===== Supplied data

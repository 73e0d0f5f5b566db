//! Response-time statistics over successful samples.
//!
//! Percentiles use the nearest-rank rule: with `n` sorted samples the p-th
//! percentile is `sorted[ceil(p * n / 100) - 1]`. No interpolation is applied,
//! so results are always one of the observed samples and reproducible across
//! runs that observed the same values.

/// Summary of a set of response times, all in seconds
#[derive(Debug, Clone, Copy, Default, PartialEq)]
pub struct ResponseTimeStats {
    pub avg: f64,
    pub min: f64,
    pub max: f64,
    pub p95: f64,
    pub p99: f64,
}

impl ResponseTimeStats {
    /// Compute statistics from unsorted samples
    ///
    /// An empty sample set yields all zeros; a single sample is returned for every
    /// statistic.
    pub fn from_samples(samples: &[f64]) -> Self {
        match samples {
            [] => Self::default(),
            [only] => Self {
                avg: *only,
                min: *only,
                max: *only,
                p95: *only,
                p99: *only,
            },
            _ => {
                let mut sorted = samples.to_vec();
                sorted.sort_by(f64::total_cmp);
                Self {
                    avg: mean(&sorted),
                    min: sorted[0],
                    max: sorted[sorted.len() - 1],
                    p95: percentile(&sorted, 95),
                    p99: percentile(&sorted, 99),
                }
            }
        }
    }
}

/// Nearest-rank percentile of an already sorted slice
pub fn percentile(sorted: &[f64], percent: u32) -> f64 {
    let n = sorted.len();
    if n == 0 {
        return 0.0;
    }
    let percent = percent.min(100) as usize;
    // ceil(percent * n / 100) in integers avoids 0.95 * n rounding drift
    let rank = (percent * n).div_ceil(100).max(1);
    sorted[rank.min(n) - 1]
}

/// Arithmetic mean, 0 for an empty slice
pub fn mean(values: &[f64]) -> f64 {
    if values.is_empty() {
        return 0.0;
    }
    values.iter().sum::<f64>() / values.len() as f64
}

/// Percentage of `part` over `total`, 0 when `total` is 0
pub fn percentage(part: u64, total: u64) -> f64 {
    if total == 0 {
        return 0.0;
    }
    part as f64 / total as f64 * 100.0
}

#[cfg(test)]
mod tests {
    use super::*;
    use proptest::prelude::*;

    #[test]
    fn test_empty_samples() {
        assert_eq!(ResponseTimeStats::from_samples(&[]), ResponseTimeStats::default());
    }

    #[test]
    fn test_single_sample() {
        let stats = ResponseTimeStats::from_samples(&[0.25]);
        assert_eq!(stats.avg, 0.25);
        assert_eq!(stats.min, 0.25);
        assert_eq!(stats.max, 0.25);
        assert_eq!(stats.p95, 0.25);
        assert_eq!(stats.p99, 0.25);
    }

    #[test]
    fn test_three_samples() {
        let stats = ResponseTimeStats::from_samples(&[0.030, 0.010, 0.020]);
        assert!((stats.avg - 0.020).abs() < 1e-12);
        assert_eq!(stats.min, 0.010);
        assert_eq!(stats.max, 0.030);
        // ceil(0.95 * 3) = 3, ceil(0.99 * 3) = 3
        assert_eq!(stats.p95, 0.030);
        assert_eq!(stats.p99, 0.030);
    }

    #[test]
    fn test_nearest_rank_hundred_samples() {
        let sorted: Vec<f64> = (1..=100).map(f64::from).collect();
        assert_eq!(percentile(&sorted, 95), 95.0);
        assert_eq!(percentile(&sorted, 99), 99.0);
        assert_eq!(percentile(&sorted, 100), 100.0);
    }

    #[test]
    fn test_nearest_rank_twenty_samples() {
        // 0.95 * 20 is exactly rank 19, no float drift to rank 20
        let sorted: Vec<f64> = (1..=20).map(f64::from).collect();
        assert_eq!(percentile(&sorted, 95), 19.0);
        assert_eq!(percentile(&sorted, 99), 20.0);
    }

    #[test]
    fn test_percentile_zero_clamps_to_first() {
        assert_eq!(percentile(&[1.0, 2.0, 3.0], 0), 1.0);
        assert_eq!(percentile(&[], 95), 0.0);
    }

    #[test]
    fn test_percentage() {
        assert_eq!(percentage(0, 0), 0.0);
        assert_eq!(percentage(2, 5), 40.0);
        assert_eq!(percentage(5, 5), 100.0);
    }

    #[test]
    fn test_mean() {
        assert_eq!(mean(&[]), 0.0);
        assert_eq!(mean(&[1.0, 2.0, 3.0]), 2.0);
    }

    proptest! {
        #[test]
        fn prop_stats_are_ordered(samples in prop::collection::vec(0.0001f64..30.0, 2..500)) {
            let stats = ResponseTimeStats::from_samples(&samples);
            prop_assert!(stats.min <= stats.avg + 1e-9);
            prop_assert!(stats.avg <= stats.max + 1e-9);
            prop_assert!(stats.min <= stats.p95);
            prop_assert!(stats.p95 <= stats.p99);
            prop_assert!(stats.p99 <= stats.max);
        }

        #[test]
        fn prop_percentile_is_an_observed_sample(
            samples in prop::collection::vec(0.0001f64..30.0, 1..200),
            percent in 0u32..=100,
        ) {
            let mut sorted = samples.clone();
            sorted.sort_by(f64::total_cmp);
            let value = percentile(&sorted, percent);
            prop_assert!(samples.contains(&value));
        }
    }
}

==========

Brief: From the entries above, return exactly the line containing "assert!((stats.avg - 0.020).abs()", the line containing "let sorted: Vec<f64> = (1..=100).map(f64::from).collect();", and all lines between, and nothing else.

Solution:
        assert!((stats.avg - 0.020).abs() < 1e-12);
        assert_eq!(stats.min, 0.010);
        assert_eq!(stats.max, 0.030);
        // ceil(0.95 * 3) = 3, ceil(0.99 * 3) = 3
        assert_eq!(stats.p95, 0.030);
        assert_eq!(stats.p99, 0.030);
    }

    #[test]
    fn test_nearest_rank_hundred_samples() {
        let sorted: Vec<f64> = (1..=100).map(f64::from).collect();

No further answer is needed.